→ Saved entries:
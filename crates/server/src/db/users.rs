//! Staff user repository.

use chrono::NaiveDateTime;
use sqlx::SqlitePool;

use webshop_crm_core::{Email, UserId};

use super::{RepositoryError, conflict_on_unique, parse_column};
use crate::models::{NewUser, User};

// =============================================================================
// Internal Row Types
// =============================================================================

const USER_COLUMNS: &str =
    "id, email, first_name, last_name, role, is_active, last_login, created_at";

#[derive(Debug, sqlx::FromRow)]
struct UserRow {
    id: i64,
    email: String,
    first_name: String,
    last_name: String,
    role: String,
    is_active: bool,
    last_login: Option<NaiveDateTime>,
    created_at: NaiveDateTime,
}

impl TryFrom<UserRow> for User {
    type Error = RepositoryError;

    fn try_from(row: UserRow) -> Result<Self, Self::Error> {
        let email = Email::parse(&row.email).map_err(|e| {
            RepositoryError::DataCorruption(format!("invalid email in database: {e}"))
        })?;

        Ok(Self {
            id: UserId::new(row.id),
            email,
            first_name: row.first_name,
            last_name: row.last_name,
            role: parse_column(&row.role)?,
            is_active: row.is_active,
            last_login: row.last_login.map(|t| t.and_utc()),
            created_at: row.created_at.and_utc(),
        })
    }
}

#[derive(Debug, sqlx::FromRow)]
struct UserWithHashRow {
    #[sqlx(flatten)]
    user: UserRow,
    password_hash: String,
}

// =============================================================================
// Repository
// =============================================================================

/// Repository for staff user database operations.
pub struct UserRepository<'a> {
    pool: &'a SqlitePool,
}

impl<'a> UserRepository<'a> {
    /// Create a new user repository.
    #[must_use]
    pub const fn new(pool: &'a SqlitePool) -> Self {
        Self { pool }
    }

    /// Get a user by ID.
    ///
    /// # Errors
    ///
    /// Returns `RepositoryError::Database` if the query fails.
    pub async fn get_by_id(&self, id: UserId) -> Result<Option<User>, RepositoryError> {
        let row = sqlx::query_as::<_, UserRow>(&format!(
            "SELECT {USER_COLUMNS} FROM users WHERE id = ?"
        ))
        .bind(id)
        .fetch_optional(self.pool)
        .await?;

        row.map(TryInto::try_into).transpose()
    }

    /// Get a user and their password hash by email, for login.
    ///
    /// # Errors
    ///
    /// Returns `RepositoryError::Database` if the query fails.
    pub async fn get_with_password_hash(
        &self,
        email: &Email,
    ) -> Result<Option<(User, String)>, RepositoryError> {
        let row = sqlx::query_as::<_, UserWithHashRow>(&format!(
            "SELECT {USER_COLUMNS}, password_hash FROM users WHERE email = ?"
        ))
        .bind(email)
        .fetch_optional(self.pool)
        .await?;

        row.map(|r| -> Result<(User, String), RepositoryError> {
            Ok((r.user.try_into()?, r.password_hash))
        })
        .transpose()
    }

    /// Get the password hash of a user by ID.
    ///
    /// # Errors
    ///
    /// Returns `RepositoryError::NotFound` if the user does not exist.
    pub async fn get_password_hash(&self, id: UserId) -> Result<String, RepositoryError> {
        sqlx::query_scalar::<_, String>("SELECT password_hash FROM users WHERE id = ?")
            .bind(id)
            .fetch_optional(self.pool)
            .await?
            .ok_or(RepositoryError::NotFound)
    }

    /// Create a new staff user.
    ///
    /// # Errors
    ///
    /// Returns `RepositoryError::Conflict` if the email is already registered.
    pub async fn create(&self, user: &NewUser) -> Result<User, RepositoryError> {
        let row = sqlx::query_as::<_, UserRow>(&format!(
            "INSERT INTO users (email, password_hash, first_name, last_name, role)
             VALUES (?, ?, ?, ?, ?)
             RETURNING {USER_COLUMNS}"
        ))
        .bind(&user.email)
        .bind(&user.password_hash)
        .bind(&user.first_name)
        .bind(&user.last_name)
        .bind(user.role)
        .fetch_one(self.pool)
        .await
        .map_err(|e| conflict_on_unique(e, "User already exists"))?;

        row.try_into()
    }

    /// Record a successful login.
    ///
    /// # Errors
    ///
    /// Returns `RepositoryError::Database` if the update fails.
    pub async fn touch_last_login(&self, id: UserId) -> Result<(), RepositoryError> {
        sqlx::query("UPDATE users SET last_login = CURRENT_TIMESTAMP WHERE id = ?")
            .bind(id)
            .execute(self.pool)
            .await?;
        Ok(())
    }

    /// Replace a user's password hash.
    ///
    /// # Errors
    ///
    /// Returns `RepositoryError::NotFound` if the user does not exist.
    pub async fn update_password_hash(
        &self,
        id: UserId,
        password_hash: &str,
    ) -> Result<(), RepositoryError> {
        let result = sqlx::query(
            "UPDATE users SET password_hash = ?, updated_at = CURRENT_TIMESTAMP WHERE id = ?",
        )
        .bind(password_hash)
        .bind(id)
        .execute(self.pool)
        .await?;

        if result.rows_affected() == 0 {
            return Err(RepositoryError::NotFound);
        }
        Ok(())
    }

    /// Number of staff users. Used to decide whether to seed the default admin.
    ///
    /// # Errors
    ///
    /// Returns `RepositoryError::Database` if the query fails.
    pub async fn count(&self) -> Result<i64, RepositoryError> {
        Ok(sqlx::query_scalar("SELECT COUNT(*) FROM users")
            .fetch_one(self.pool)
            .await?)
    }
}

→ Exercise goal: Find every line of the data that includes the string "impl". Copy each of those lines.

→ Written answer:
impl TryFrom<UserRow> for User {
impl<'a> UserRepository<'a> {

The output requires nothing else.